This means that any code that's running in efi_pgd address space (e.g: any
EFI runtime service) would still be able to access EFI boot services
code/data regions but the contents of these regions would have long been
over written by someone else as they are freed by efi_free_boot_services().

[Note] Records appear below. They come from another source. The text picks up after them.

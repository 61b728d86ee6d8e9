// Transport traits - the seam to the external peer network
//
// The rendezvous/DHT network, NAT traversal and channel encryption are
// external collaborators. The coordination protocol only needs one
// capability: send a request to a peer identified by its public key
// and get the response bytes back.

use crate::identity::PeerId;
use async_trait::async_trait;
use thiserror::Error;

/// Errors from the transport layer
#[derive(Error, Debug)]
pub enum TransportError {
    #[error("peer unreachable: {0}")]
    Unreachable(PeerId),

    #[error("request handler failed: {0}")]
    HandlerFailed(String),
}

/// Outbound request/response capability, keyed by peer identity.
///
/// A call suspends the caller until the matching response arrives or
/// the transport reports failure; any timeout is the transport's own.
#[async_trait]
pub trait PeerTransport: Send + Sync {
    async fn call(&self, peer: &PeerId, payload: &[u8]) -> Result<Vec<u8>, TransportError>;
}

/// Inbound side: a node mounts one handler for all requests addressed
/// to its identity.
#[async_trait]
pub trait InboundHandler: Send + Sync {
    async fn handle(&self, payload: &[u8]) -> Result<Vec<u8>, TransportError>;
}
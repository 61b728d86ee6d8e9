// BroadcastCoordinator - sequential one-to-many notification
//
// Fans one event out to every peer in the given membership snapshot,
// one call at a time, in the directory's insertion order. Best-effort:
// a failed peer is recorded and the remaining peers are still
// notified, and the aggregated report goes back to the caller.

use crate::identity::PeerId;
use crate::rpc::gateway::{RpcError, RpcGateway};
use crate::rpc::protocol::Request;
use tracing::warn;

/// Outcome of a fan-out
#[derive(Debug, Default)]
pub struct BroadcastReport {
    /// Peers that acknowledged the notification
    pub delivered: usize,
    /// Peers the notification never reached, with the failure
    pub failures: Vec<(PeerId, RpcError)>,
}

impl BroadcastReport {
    pub fn all_delivered(&self) -> bool {
        self.failures.is_empty()
    }
}

/// Sequential fan-out over the rpc gateway
#[derive(Clone)]
pub struct BroadcastCoordinator {
    gateway: RpcGateway,
}

impl BroadcastCoordinator {
    pub fn new(gateway: RpcGateway) -> Self {
        Self { gateway }
    }

    /// Send `request` to every peer in `peers`, in order.
    pub async fn broadcast(&self, peers: &[PeerId], request: &Request) -> BroadcastReport {
        let mut report = BroadcastReport::default();

        for peer in peers {
            match self.gateway.call(peer, request).await {
                Ok(_) => report.delivered += 1,
                Err(e) => {
                    warn!(
                        %peer,
                        operation = request.operation(),
                        error = %e,
                        "broadcast delivery failed"
                    );
                    report.failures.push((*peer, e));
                }
            }
        }

        report
    }
}
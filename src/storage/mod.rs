// Storage module - sled-backed byte-store for identity bootstrap

mod store;

pub use store::{keys, NodeStore, StoreError};
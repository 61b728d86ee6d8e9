// PeerDirectory - insertion-ordered peer membership
//
// Presence is boolean membership keyed by PeerId; no extra metadata.
// Iteration order is insertion order, which makes broadcast order
// deterministic and reproducible.

use crate::identity::PeerId;

/// Set of registered peer identities, enumerated in insertion order
#[derive(Clone, Debug, Default)]
pub struct PeerDirectory {
    members: Vec<PeerId>,
}

impl PeerDirectory {
    pub fn new() -> Self {
        Self::default()
    }

    /// Add a peer. Idempotent on membership: a duplicate insert
    /// returns false and keeps the peer's original position.
    pub fn insert(&mut self, peer: PeerId) -> bool {
        if self.members.contains(&peer) {
            return false;
        }
        self.members.push(peer);
        true
    }

    pub fn remove(&mut self, peer: &PeerId) -> bool {
        let before = self.members.len();
        self.members.retain(|p| p != peer);
        self.members.len() != before
    }

    pub fn contains(&self, peer: &PeerId) -> bool {
        self.members.contains(peer)
    }

    /// Members in insertion order
    pub fn members(&self) -> &[PeerId] {
        &self.members
    }

    pub fn len(&self) -> usize {
        self.members.len()
    }

    pub fn is_empty(&self) -> bool {
        self.members.is_empty()
    }
}

#[cfg(test)]
mod tests {
    use super::*;
    use crate::identity::Keypair;

    fn peer(n: u8) -> PeerId {
        Keypair::from_seed(&[n; 32]).peer_id()
    }

    #[test]
    fn test_insertion_order_preserved() {
        let mut dir = PeerDirectory::new();
        dir.insert(peer(3));
        dir.insert(peer(1));
        dir.insert(peer(2));

        assert_eq!(dir.members(), &[peer(3), peer(1), peer(2)]);
    }

    #[test]
    fn test_duplicate_insert_is_idempotent() {
        let mut dir = PeerDirectory::new();
        assert!(dir.insert(peer(1)));
        assert!(dir.insert(peer(2)));
        assert!(!dir.insert(peer(1)));

        assert_eq!(dir.len(), 2);
        // Re-registration does not move the peer to the back
        assert_eq!(dir.members(), &[peer(1), peer(2)]);
    }

    #[test]
    fn test_remove() {
        let mut dir = PeerDirectory::new();
        dir.insert(peer(1));

        assert!(dir.remove(&peer(1)));
        assert!(!dir.remove(&peer(1)));
        assert!(dir.is_empty());
    }
}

So, it's important to unmap these regions. After unmapping EFI boot
services code/data regions, any illegal access by buggy firmware to these
regions would result in page fault which will be handled by efi specific
fault handler.
Unmapping EFI boot services code/data regions will result in clearing
PAGE_PRESENT bit and it shouldn't bother L1TF cases because it's already
handled by protnone_mask() at arch/x86/include/asm/pgtable-invert.h.
[1] Please see efi_reserve_boot_services()
[2] Please see efi_map_region() -> __map_region()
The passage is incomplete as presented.